##### Data shown #####

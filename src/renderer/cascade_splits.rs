use smallvec::SmallVec;

use super::MAX_SHADOW_CASCADES;

/// Smallest near plane the split scheme accepts; the logarithmic term is undefined at zero.
pub const MIN_NEAR_PLANE: f32 = 1e-4;
const SPLIT_EPS: f32 = 0.01;

pub type CascadeSplits = SmallVec<[f32; MAX_SHADOW_CASCADES]>;

/// Practical split scheme: blends logarithmic and uniform partitioning of `[near, far]`.
///
/// Returns one far distance per cascade, strictly increasing, with the last equal to `far`
/// (after `far` is pushed out to leave room for every cascade). `lambda` of 0 is uniform,
/// 1 is logarithmic.
pub fn compute_cascade_splits(near: f32, far: f32, cascade_count: usize, lambda: f32) -> CascadeSplits {
    let cascade_count = cascade_count.clamp(1, MAX_SHADOW_CASCADES);
    let near = if near.is_finite() { near.max(MIN_NEAR_PLANE) } else { MIN_NEAR_PLANE };
    let min_far = near + SPLIT_EPS * cascade_count as f32;
    let far = if far.is_finite() { far.max(min_far) } else { min_far };
    let lambda = if lambda.is_nan() { 0.5 } else { lambda.clamp(0.0, 1.0) };

    let mut splits = CascadeSplits::new();
    for cascade in 1..=cascade_count {
        let p = cascade as f32 / cascade_count as f32;
        let log_split = near * (far / near).powf(p);
        let uniform_split = near + (far - near) * p;
        splits.push(lambda * log_split + (1.0 - lambda) * uniform_split);
    }
    if let Some(last) = splits.last_mut() {
        *last = far;
    }
    splits
}

#[cfg(test)]
mod tests {
    use super::*;

    fn approx(a: f32, b: f32, tol: f32) -> bool {
        (a - b).abs() <= tol
    }

    #[test]
    fn default_settings_follow_the_blend_formula() {
        let splits = compute_cascade_splits(0.1, 200.0, 4, 0.5);
        assert_eq!(splits.len(), 4);
        for (idx, split) in splits.iter().enumerate() {
            let p = (idx + 1) as f32 / 4.0;
            let expected = 0.5 * (0.1 * 2000.0f32.powf(p)) + 0.5 * (0.1 + 199.9 * p);
            assert!(approx(*split, expected, 1e-2), "split {idx}: {split} vs {expected}");
        }
        assert_eq!(splits[3], 200.0);
    }

    #[test]
    fn zero_near_is_clamped() {
        let splits = compute_cascade_splits(0.0, 50.0, 3, 1.0);
        assert!(splits.iter().all(|s| s.is_finite() && *s > 0.0));
        assert_eq!(*splits.last().unwrap(), 50.0);
    }

    #[test]
    fn inverted_range_still_increases() {
        let splits = compute_cascade_splits(10.0, 5.0, 4, 0.5);
        for pair in splits.windows(2) {
            assert!(pair[1] > pair[0]);
        }
        assert!(*splits.last().unwrap() > 10.0);
    }
}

#####

> **Your goal**: Among the entries above, locate the lines containing "#[cfg(test)]" and "let splits = compute_cascade_splits(0.1, 200.0, 4, 0.5);", and transcribe exactly those two lines and all lines between.

> **Exercise response**:
#[cfg(test)]
mod tests {
    use super::*;

    fn approx(a: f32, b: f32, tol: f32) -> bool {
        (a - b).abs() <= tol
    }

    #[test]
    fn default_settings_follow_the_blend_formula() {
        let splits = compute_cascade_splits(0.1, 200.0, 4, 0.5);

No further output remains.